**ASSIGNMENT**
Return the lines below that carry the word "ProductionPlan".

** Opening LISTED RECORDS block **

//! 生產計劃模型（優化結果）

use std::collections::BTreeMap;

use rust_decimal::Decimal;
use serde::{Deserialize, Serialize};

use crate::{Product, Resource};

/// 生產計劃
///
/// 每次優化呼叫建立一次，之後不再修改。
#[derive(Debug, Clone, PartialEq, Serialize, Deserialize)]
pub struct ProductionPlan {
    /// 各產品的生產數量
    pub quantities: BTreeMap<String, u64>,

    /// 實現的總利潤
    pub total_profit: Decimal,
}

impl ProductionPlan {
    /// 創建新的生產計劃
    pub fn new(quantities: BTreeMap<String, u64>, total_profit: Decimal) -> Self {
        Self {
            quantities,
            total_profit,
        }
    }

    /// 取得某產品的生產數量（未列出時為 0）
    pub fn quantity(&self, product_id: &str) -> u64 {
        self.quantities.get(product_id).copied().unwrap_or(0)
    }

    /// 總生產件數
    pub fn total_units(&self) -> u64 {
        self.quantities.values().sum()
    }

    /// 計劃是否什麼都不生產
    pub fn is_idle(&self) -> bool {
        self.total_units() == 0
    }

    /// 計算計劃對某資源的總耗用
    pub fn usage_of(&self, products: &[Product], resource_id: &str) -> Decimal {
        products
            .iter()
            .map(|p| p.consumption_of(resource_id) * Decimal::from(self.quantity(&p.id)))
            .sum()
    }

    /// 各資源的使用狀況（依資源輸入順序）
    pub fn resource_usage(
        &self,
        products: &[Product],
        resources: &[Resource],
    ) -> Vec<ResourceUsage> {
        resources
            .iter()
            .map(|r| ResourceUsage::new(r.id.clone(), self.usage_of(products, &r.id), r.capacity))
            .collect()
    }

    /// 檢查計劃是否在所有資源產能內
    pub fn fits_capacity(&self, products: &[Product], resources: &[Resource]) -> bool {
        self.resource_usage(products, resources)
            .iter()
            .all(|usage| usage.used <= usage.capacity)
    }
}

/// 單一資源的使用狀況
#[derive(Debug, Clone, PartialEq, Serialize, Deserialize)]
pub struct ResourceUsage {
    pub resource_id: String,
    pub used: Decimal,
    pub capacity: Decimal,
}

impl ResourceUsage {
    pub fn new(resource_id: String, used: Decimal, capacity: Decimal) -> Self {
        Self {
            resource_id,
            used,
            capacity,
        }
    }

    /// 剩餘產能
    pub fn slack(&self) -> Decimal {
        self.capacity - self.used
    }

    /// 使用率（0-1），產能為 0 時回傳 None
    pub fn utilization(&self) -> Option<Decimal> {
        if self.capacity.is_zero() {
            None
        } else {
            Some(self.used / self.capacity)
        }
    }

    /// 是否為瓶頸資源（剩餘產能不足以再多耗用 `min_rate`）
    pub fn is_binding(&self, min_rate: Decimal) -> bool {
        self.slack() < min_rate
    }
}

** Closing LISTED RECORDS block **

**ANSWER TO THE PROBLEM**
pub struct ProductionPlan {
impl ProductionPlan {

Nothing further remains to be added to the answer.